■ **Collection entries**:
----

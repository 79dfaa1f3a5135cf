/// Characters that are not allowed in a download name on common filesystems.
pub const FORBIDDEN_FILENAME_CHARS: [char; 9] = ['\\', '/', ':', '*', '?', '"', '<', '>', '|'];

/// Used when nothing usable is left after sanitizing.
pub const FALLBACK_NAME: &str = "media";

/// Turn a user- or engine-supplied title into a safe display filename (without extension).
///
/// Strips every forbidden character and control character, then trims surrounding
/// whitespace. Never returns an empty string.
pub fn sanitize_download_name(candidate: &str) -> String {
    let cleaned: String = candidate
        .chars()
        .filter(|c| !FORBIDDEN_FILENAME_CHARS.contains(c) && !c.is_control())
        .collect();
    let cleaned = cleaned.trim();
    if cleaned.is_empty() {
        FALLBACK_NAME.to_string()
    } else {
        cleaned.to_string()
    }
}

/// Pick the base name for a download: a non-blank custom name wins over the source title.
pub fn build_download_name(custom_name: Option<&str>, source_title: &str) -> String {
    let base = custom_name
        .map(str::trim)
        .filter(|s| !s.is_empty())
        .unwrap_or(source_title);
    sanitize_download_name(base)
}
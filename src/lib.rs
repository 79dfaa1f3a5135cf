//! Web form that downloads a bilibili video (or just its audio) with `yt-dlp` and hands
//! the finished file back to the browser as an attachment.
//!
//! Each request gets its own temporary workspace which is removed once the response
//! body has been sent, the client has gone away, or the request failed.

pub mod config;
pub mod delivery;
pub mod error;
pub mod extract;
pub mod flash;
pub mod handlers;
pub mod state;
pub mod util;
pub mod workspace;

pub use config::AppConfig;
pub use delivery::{Delivery, DeliveryPipeline, Outcome, RequestParameters};
pub use error::{Error, Result};
pub use extract::{ExtractionEngine, MediaFormat, YtDlp};
pub use state::AppState;
pub use workspace::{Workspace, WorkspaceManager};
//! Request-scoped temporary directories.
//!
//! A [`Workspace`] is created per download request and deleted exactly once: either
//! explicitly through [`Workspace::release`] or, failing that, when it is dropped.
//! Dropping covers every exit path, including a response body that the transport
//! discards mid-stream because the client went away.

use std::io;
use std::path::{Path, PathBuf};

use tempfile::TempDir;

use crate::error::{Error, Result};

/// Output template handed to the extraction engine, relative to the workspace.
pub const OUTPUT_TEMPLATE: &str = "%(title)s.%(ext)s";

#[derive(Debug, Clone)]
pub struct WorkspaceManager {
    root: PathBuf,
    prefix: String,
}

impl WorkspaceManager {
    pub fn new(root: impl Into<PathBuf>, prefix: impl Into<String>) -> Self {
        Self {
            root: root.into(),
            prefix: prefix.into(),
        }
    }

    pub fn root(&self) -> &Path {
        &self.root
    }

    /// Create a fresh, uniquely named directory under the root.
    ///
    /// Directory creation is a single `mkdir` with a random suffix, so a failure leaves
    /// nothing behind.
    pub fn acquire(&self) -> Result<Workspace> {
        let dir = tempfile::Builder::new()
            .prefix(&self.prefix)
            .tempdir_in(&self.root)
            .map_err(Error::ResourceAllocation)?;
        let path = dir.path().to_path_buf();
        log::debug!("[WORKSPACE] Acquired {}", path.display());
        Ok(Workspace {
            dir: Some(dir),
            path,
            retry: false,
        })
    }
}

#[derive(Debug)]
pub struct Workspace {
    dir: Option<TempDir>,
    path: PathBuf,
    // Set when a removal attempt failed; the next release retries by path.
    retry: bool,
}

impl Workspace {
    pub fn path(&self) -> &Path {
        &self.path
    }

    /// Path template the engine writes its artifact to.
    pub fn output_template(&self) -> PathBuf {
        self.path.join(OUTPUT_TEMPLATE)
    }

    pub fn is_released(&self) -> bool {
        self.dir.is_none() && !self.retry
    }

    /// Recursively delete the directory. Safe to call repeatedly; a directory that is
    /// already gone is not an error. After a failed attempt the next call (or drop)
    /// tries again.
    pub fn release(&mut self) -> io::Result<()> {
        let result = match self.dir.take() {
            Some(dir) => dir.close(),
            None if self.retry => std::fs::remove_dir_all(&self.path),
            None => return Ok(()),
        };
        match result {
            Ok(()) => {
                self.retry = false;
                log::debug!("[WORKSPACE] Released {}", self.path.display());
                Ok(())
            }
            Err(e) if e.kind() == io::ErrorKind::NotFound => {
                self.retry = false;
                Ok(())
            }
            Err(e) => {
                self.retry = true;
                Err(e)
            }
        }
    }
}

impl Drop for Workspace {
    fn drop(&mut self) {
        if let Err(e) = self.release() {
            log::warn!("[WORKSPACE] Failed to remove {}: {}", self.path.display(), e);
        }
    }
}

#[cfg(test)]
mod tests {
    use super::*;
    use tempfile::tempdir;

    fn entries(dir: &Path) -> usize {
        std::fs::read_dir(dir).unwrap().count()
    }

    #[test]
    fn acquire_creates_unique_directories() {
        let root = tempdir().unwrap();
        let manager = WorkspaceManager::new(root.path(), "bili-download-");
        let a = manager.acquire().unwrap();
        let b = manager.acquire().unwrap();
        assert_ne!(a.path(), b.path());
        assert!(a.path().is_dir());
        assert!(b.path().is_dir());
        assert!(a
            .path()
            .file_name()
            .unwrap()
            .to_string_lossy()
            .starts_with("bili-download-"));
        assert_eq!(
            a.output_template(),
            a.path().join("%(title)s.%(ext)s")
        );
    }

    #[test]
    fn release_removes_populated_directory() {
        let root = tempdir().unwrap();
        let manager = WorkspaceManager::new(root.path(), "ws-");
        let mut ws = manager.acquire().unwrap();
        std::fs::create_dir(ws.path().join("nested")).unwrap();
        std::fs::write(ws.path().join("nested").join("a.mp4"), b"data").unwrap();
        std::fs::write(ws.path().join("b.part"), b"data").unwrap();

        let path = ws.path().to_path_buf();
        ws.release().unwrap();
        assert!(!path.exists());
        assert!(ws.is_released());
    }

    #[test]
    fn release_twice_is_fine() {
        let root = tempdir().unwrap();
        let mut ws = WorkspaceManager::new(root.path(), "ws-").acquire().unwrap();
        ws.release().unwrap();
        ws.release().unwrap();
        assert_eq!(entries(root.path()), 0);
    }

    #[test]
    fn release_tolerates_directory_removed_elsewhere() {
        let root = tempdir().unwrap();
        let mut ws = WorkspaceManager::new(root.path(), "ws-").acquire().unwrap();
        std::fs::remove_dir_all(ws.path()).unwrap();
        ws.release().unwrap();
    }

    #[test]
    fn drop_releases() {
        let root = tempdir().unwrap();
        let manager = WorkspaceManager::new(root.path(), "ws-");
        {
            let ws = manager.acquire().unwrap();
            std::fs::write(ws.path().join("x"), b"1").unwrap();
            assert_eq!(entries(root.path()), 1);
        }
        assert_eq!(entries(root.path()), 0);
    }

    #[test]
    fn acquire_fails_without_a_root() {
        let root = tempdir().unwrap();
        let manager = WorkspaceManager::new(root.path().join("does-not-exist"), "ws-");
        let err = manager.acquire().unwrap_err();
        assert!(matches!(err, Error::ResourceAllocation(_)));
        assert!(!root.path().join("does-not-exist").exists());
    }

    #[test]
    fn failed_release_is_retried() {
        let root = tempdir().unwrap();
        let mut ws = WorkspaceManager::new(root.path(), "ws-").acquire().unwrap();
        let path = ws.path().to_path_buf();

        // A plain file where the directory should be makes removal fail.
        std::fs::remove_dir_all(&path).unwrap();
        std::fs::write(&path, b"in the way").unwrap();
        assert!(ws.release().is_err());
        assert!(!ws.is_released());

        std::fs::remove_file(&path).unwrap();
        std::fs::create_dir(&path).unwrap();
        std::fs::write(path.join("left.mp4"), b"data").unwrap();
        ws.release().unwrap();
        assert!(ws.is_released());
        assert!(!path.exists());
    }

    #[test]
    fn drop_retries_failed_release() {
        let root = tempdir().unwrap();
        let path;
        {
            let mut ws = WorkspaceManager::new(root.path(), "ws-").acquire().unwrap();
            path = ws.path().to_path_buf();
            std::fs::remove_dir_all(&path).unwrap();
            std::fs::write(&path, b"in the way").unwrap();
            assert!(ws.release().is_err());

            std::fs::remove_file(&path).unwrap();
            std::fs::create_dir(&path).unwrap();
        }
        assert!(!path.exists());
    }
}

----

Output the first line of the entries above and every line after it, exactly as written, ending with the line that contains "Option<&str>, source_title: &str)".

repository 79dfaa1f3a5135cf
/// Characters that are not allowed in a download name on common filesystems.
pub const FORBIDDEN_FILENAME_CHARS: [char; 9] = ['\\', '/', ':', '*', '?', '"', '<', '>', '|'];

/// Used when nothing usable is left after sanitizing.
pub const FALLBACK_NAME: &str = "media";

/// Turn a user- or engine-supplied title into a safe display filename (without extension).
///
/// Strips every forbidden character and control character, then trims surrounding
/// whitespace. Never returns an empty string.
pub fn sanitize_download_name(candidate: &str) -> String {
    let cleaned: String = candidate
        .chars()
        .filter(|c| !FORBIDDEN_FILENAME_CHARS.contains(c) && !c.is_control())
        .collect();
    let cleaned = cleaned.trim();
    if cleaned.is_empty() {
        FALLBACK_NAME.to_string()
    } else {
        cleaned.to_string()
    }
}

/// Pick the base name for a download: a non-blank custom name wins over the source title.
pub fn build_download_name(custom_name: Option<&str>, source_title: &str) -> String {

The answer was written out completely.